事例4:英国PropTech企業 Viewber × WebAR
英国のプロップテック企業Viewberは、賃貸物件の内覧をWebARで提供するサービスを展開。内見の移動コストゼロ化を実現し、エージェントの工数を40%以上削減しながら問い合わせ転換率を維持することに成功しました。
model-viewerで間取り3D表示する実装方法
Google製のオープンソースウェブコンポーネントmodel-viewerを使うと、比較的シンプルなコードでWebAR対応の3D間取り表示が実装できます。
<!-- model-viewerの読み込み -->
<script type="module" src="https://ajax.googleapis.com/ajax/libs/model-viewer/3.3.0/model-viewer.min.js"></script>
<!-- 間取り3Dモデルの表示 -->
<model-viewer
src="madori.glb"
ios-src="madori.usdz"
alt="3LDK間取りモデル"
ar
ar-modes="webxr scene-viewer quick-look"
camera-controls
auto-rotate
style="width: 100%; height: 400px;">
<button slot="ar-button">ARで見る</button>
</model-viewer>
ar属性を付与するだけでAndroid(WebXR/Scene Viewer)・iOS(AR Quick Look)双方に対応できます。
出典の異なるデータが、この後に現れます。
//! ISO-8601 timestamp formatting and lenient parsing for the note store.

use chrono::{DateTime, NaiveDate, NaiveDateTime};

/// Format used when writing dates to the store.
///
/// `%.f` emits no fraction for whole seconds and 3, 6 or 9 digits otherwise,
/// so every value parses back to exactly the same instant.
pub const STORE_FORMAT: &str = "%Y-%m-%dT%H:%M:%S%.f";

const NAIVE_FORMATS: &[&str] = &[
    STORE_FORMAT,
    "%Y-%m-%d %H:%M:%S%.f",
    "%Y-%m-%dT%H:%M",
    "%Y-%m-%d %H:%M",
];

/// Formats a timestamp the way the store writes it.
pub fn format_timestamp(timestamp: NaiveDateTime) -> String {
    timestamp.format(STORE_FORMAT).to_string()
}

/// Parses a stored timestamp.
///
/// Accepts:
/// - `2024-01-05T10:00:00` with optional fractional seconds
/// - `2024-01-05 10:00:00` (space separator)
/// - `2024-01-05T10:00` (no seconds)
/// - `2024-01-05T10:00:00+02:00` (RFC 3339; the wall-clock value is kept)
/// - `2024-01-05` (midnight)
pub fn parse_timestamp(s: &str) -> Option<NaiveDateTime> {
    let s = s.trim();

    for format in NAIVE_FORMATS {
        if let Ok(parsed) = NaiveDateTime::parse_from_str(s, format) {
            return Some(parsed);
        }
    }

    if let Ok(parsed) = DateTime::parse_from_rfc3339(s) {
        return Some(parsed.naive_local());
    }

    NaiveDate::parse_from_str(s, "%Y-%m-%d")
        .ok()
        .and_then(|date| date.and_hms_opt(0, 0, 0))
}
ファイルサイズは5MB以下を目安に最適化することが重要です。
費用目安と導入ステップ
| 導入パターン | 費用目安 | 制作期間 |
|---|---|---|
| ノーコードツール活用 | 月額3〜15万円 | 1〜2週間 |
| model-viewer + 3Dモデル制作 | 30〜100万円(初期) | 1〜2ヶ月 |
| フルスクラッチWebAR開発 | 200〜500万円 | 3〜6ヶ月 |
導入ステップ
- Step 1:目的・KPIの設定——内見率向上か、成約率向上か、問い合わせ増加かを明確にする
- Step 2:3Dモデルの準備——間取り図から3Dモデルを作成(既存CADデータの変換も可能)
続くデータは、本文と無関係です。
//! Isolated test environment with temp directory.

#![allow(dead_code)]

use super::{NotebookCommand, TestNote};
use notebook::domain::NoteSet;
use notebook::infra::{load_notes, save_notes};
use std::path::{Path, PathBuf};
use tempfile::TempDir;

/// Isolated test environment with a temporary store and config directory.
///
/// Creates a temp directory that is automatically cleaned up on drop.
/// Commands run with the config directory pointed inside it, so a real
/// user config never leaks into tests.
pub struct TestEnv {
    /// The temporary directory (kept for lifetime management)
    _temp_dir: TempDir,
    root: PathBuf,
}

impl TestEnv {
    /// Creates a new isolated test environment with no store file yet.
    pub fn new() -> Self {
        let temp_dir = TempDir::new().expect("Failed to create temp directory");
        let root = temp_dir.path().to_path_buf();
        Self {
            _temp_dir: temp_dir,
            root,
        }
    }

    /// Creates an environment whose store holds `notes`.
    pub fn with_notes(notes: &[TestNote]) -> Self {
        let env = Self::new();
        env.write_notes(notes);
        env
    }

    /// Returns the environment's root directory.
    pub fn root(&self) -> &Path {
        &self.root
    }

    /// Returns the path of the note store.
    pub fn store_path(&self) -> PathBuf {
        self.root.join("notes.json")
    }

    /// Returns the directory used as `XDG_CONFIG_HOME`.
    pub fn config_home(&self) -> PathBuf {
        self.root.join("config")
    }

    /// Writes `notes` to the store, replacing it.
    pub fn write_notes(&self, notes: &[TestNote]) {
        let set: NoteSet = notes.iter().map(TestNote::to_note).collect();
        save_notes(&self.store_path(), &set).expect("Failed to write test store");
    }

    /// Writes raw content to the store.
    pub fn write_store(&self, content: &str) {
        std::fs::write(self.store_path(), content).expect("Failed to write store");
    }

    /// Reads the store as it is on disk now.
    pub fn read_store(&self) -> String {
        std::fs::read_to_string(self.store_path()).expect("Failed to read store")
    }

    /// Loads the store through the library.
    pub fn load_notes(&self) -> NoteSet {
        load_notes(&self.store_path()).expect("Failed to load store")
    }

    /// Writes `notebook/config.toml` under the config directory.
    pub fn write_config(&self, content: &str) -> PathBuf {
        let dir = self.config_home().join("notebook");
        std::fs::create_dir_all(&dir).expect("Failed to create config dir");
        let path = dir.join("config.toml");
        std::fs::write(&path, content).expect("Failed to write config");
        path
    }

    /// Creates a NotebookCommand isolated to this environment, without a FILE argument.
    pub fn bare_cmd(&self) -> NotebookCommand {
        NotebookCommand::new()
            .current_dir(&self.root)
            .env("XDG_CONFIG_HOME", self.config_home())
            .env("HOME", &self.root)
    }

    /// Creates a NotebookCommand pointed at this environment's store.
    pub fn cmd(&self) -> NotebookCommand {
        self.bare_cmd().file(&self.store_path())
    }
}

impl Default for TestEnv {
    fn default() -> Self {
        Self::new()
    }
}

#[cfg(test)]
mod tests {
    use super::*;

    #[test]
    fn test_env_creates_temp_directory() {
        let env = TestEnv::new();
        assert!(env.root().is_dir(), "root should be a directory");
        assert!(!env.store_path().exists(), "store starts absent");
    }

    #[test]
    fn test_env_cleanup_on_drop() {
        let path = {
            let env = TestEnv::new();
            env.root().to_path_buf()
        };
        assert!(!path.exists(), "temp directory should be cleaned up on drop");
    }

    #[test]
    fn test_env_with_notes_writes_store() {
        let env = TestEnv::with_notes(&[TestNote::new(1, "One"), TestNote::new(4, "Four")]);
        let notes = env.load_notes();
        assert_eq!(notes.len(), 2);
        assert_eq!(notes.max_id().map(|id| id.get()), Some(4));
    }
}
- Step 3:WebAR実装方法の選定——予算・技術リソースに応じてツール or 開発を選ぶ
- Step 4:スマホ最適化テスト——iOS Safari・Android Chromeでの動作確認を徹底する
- Step 5:QRコード・導線設計——物件詳細ページやチラシにQRを設置し誘導する
よくある質問
既存の間取り図やCADデータからBlenderやSketchUpで3Dモデルを作成し、glb形式に変換します。3Dモデル制作の外注費用は1物件あたり5〜30万円程度が目安です。Matterportのような3Dスキャンサービス(1物件2〜5万円)を使う方法もあります。
model-viewerを使う場合、AndroidはWebXR/Scene Viewer、iOSはAR Quick Look(usdzファイル)という異なるAR表示方式に対応します。どちらもアプリ不要でブラウザから利用できます。iOS 12以降・Android 8以降が対応範囲です。
一般的にWebAR機能を公開してから効果測定できるデータが集まるまで1〜3ヶ月程度かかります。KPIとして「AR体験率」「AR体験後の問い合わせ率」「来場予約率」を設定し、ABテストで効果を検証することを推奨します。